Well, I don't know the legal or Health&Safety aspects.
They quite rightly tend to err on the side of safety and worst-case situations.
But we could discuss this here til the cows come home.
Maybe its time for you to do some technical research?
I find it all a bit strange. No-one seems to mind being flashed at by the lasers at a Supermarket checkout.
But fire some wimpy modulated IR beam at someone's big toe for 0.1 seconds and aaargh you've blinded me.
I get confused between sensible/valid safety concerns and Real World practicality.
I wouldn't worry at all if you aimed a baby I/R laser at me from 20 feet and pressed the button for a tenth of a second.
The chance of you getting me in the eye are tiny and the chance of any damage occurring even less.
Its all about energy/time/area after all.
And I think you can get optical plastic filters which attenuate near IR, so maybe there are IR laser goggles?

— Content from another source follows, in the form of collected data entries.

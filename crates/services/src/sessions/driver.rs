use std::sync::Arc;

use tokio::sync::mpsc;
use tokio::task::JoinHandle;

use super::service::{FeedbackTicket, QuizSession};
use super::view::{QuizView, Renderer};
use super::workflow::{ProgressWriter, QuizLoopService};

/// What the user asked for.
#[derive(Debug, Clone, Copy, PartialEq, Eq)]
pub enum QuizIntent {
    /// Pick the option at this display position.
    Select(usize),
    Advance,
    Restart,
    Share,
    Quit,
}

#[derive(Debug)]
enum DriverEvent {
    Intent(QuizIntent),
    AutoAdvance(FeedbackTicket),
}

/// Handle front-ends use to feed intents into a running driver.
///
/// The driver stops once every handle is dropped.
#[derive(Debug, Clone)]
pub struct IntentSender {
    tx: mpsc::UnboundedSender<DriverEvent>,
}

impl IntentSender {
    /// Queue `intent`; returns `false` if the driver has stopped.
    pub fn send(&self, intent: QuizIntent) -> bool {
        self.tx.send(DriverEvent::Intent(intent)).is_ok()
    }
}

/// Event loop around one session.
///
/// Handles one event at a time, renders after every transition, and owns the
/// auto-advance timer. A pending timer is aborted by a manual advance or a
/// restart; if it fires anyway its stale ticket makes it inert. Progress is
/// handed to a `ProgressWriter` after rendering, so a slow store never holds
/// up the next phase.
pub struct QuizDriver<R: Renderer> {
    service: Arc<QuizLoopService>,
    session: QuizSession,
    renderer: R,
    events: mpsc::UnboundedReceiver<DriverEvent>,
    timer_tx: mpsc::WeakUnboundedSender<DriverEvent>,
    timer: Option<JoinHandle<()>>,
}

impl<R: Renderer> QuizDriver<R> {
    #[must_use]
    pub fn new(
        service: Arc<QuizLoopService>,
        session: QuizSession,
        renderer: R,
    ) -> (Self, IntentSender) {
        let (tx, events) = mpsc::unbounded_channel();
        let driver = Self {
            service,
            session,
            renderer,
            events,
            timer_tx: tx.downgrade(),
            timer: None,
        };
        (driver, IntentSender { tx })
    }

    /// Run until `Quit` or until every `IntentSender` is gone.
    ///
    /// Waits for the last progress snapshot to be written before returning.
    pub async fn run(mut self) -> (QuizSession, R) {
        let writer = self.service.progress_writer();
        self.render();
        while let Some(event) = self.events.recv().await {
            match event {
                DriverEvent::Intent(QuizIntent::Quit) => break,
                DriverEvent::Intent(intent) => self.handle(intent, &writer).await,
                DriverEvent::AutoAdvance(ticket) => {
                    if self
                        .service
                        .apply_advance_with_ticket(&mut self.session, ticket)
                        .is_some()
                    {
                        self.timer = None;
                        self.render();
                        writer.queue(self.session.saved_progress());
                    }
                }
            }
        }
        self.cancel_timer();
        writer.finish().await;
        (self.session, self.renderer)
    }

    async fn handle(&mut self, intent: QuizIntent, writer: &ProgressWriter) {
        match intent {
            QuizIntent::Select(pos) => {
                if let Some(outcome) = self.service.apply_answer(&mut self.session, pos) {
                    self.schedule_auto_advance(outcome.ticket);
                    self.render();
                    writer.queue(self.session.saved_progress());
                }
            }
            QuizIntent::Advance => {
                if self.service.apply_advance(&mut self.session).is_some() {
                    self.cancel_timer();
                    self.render();
                    writer.queue(self.session.saved_progress());
                }
            }
            QuizIntent::Restart => {
                self.cancel_timer();
                self.session.restart();
                self.render();
                writer.queue(self.session.saved_progress());
            }
            QuizIntent::Share => {
                let outcome = self.service.share_result(&self.session).await;
                self.renderer.share_completed(outcome);
            }
            QuizIntent::Quit => {}
        }
    }

    fn schedule_auto_advance(&mut self, ticket: FeedbackTicket) {
        let Some(delay) = self.service.config().auto_advance() else {
            return;
        };
        self.cancel_timer();
        let tx = self.timer_tx.clone();
        self.timer = Some(tokio::spawn(async move {
            tokio::time::sleep(delay).await;
            if let Some(tx) = tx.upgrade() {
                let _ = tx.send(DriverEvent::AutoAdvance(ticket));
            }
        }));
    }

    fn cancel_timer(&mut self) {
        if let Some(timer) = self.timer.take() {
            timer.abort();
        }
    }

    fn render(&mut self) {
        let view = QuizView::from_session(&self.session);
        self.renderer.render(&view);
    }
}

Or you could limit rate-of-fire or modulation or divergance to a 'sensible' level.
As for the "How do you tell..." - what a tricky one.
Why not just copy (and improve upon?) what the Big Boys do?
But a nice project nonetheless - and I wish I was doing it
PS. I haven't read in detail that data sheet on that LED.
BUT, from experience using OD-100 and OD-880 IR LEDs you will have to pay careful attention to pulse length and duty when you start cranking up the Amps - otherwise poof or serious degradation in O/P.
I was using a lensed system with the above LED + Ph/Diode for people detection.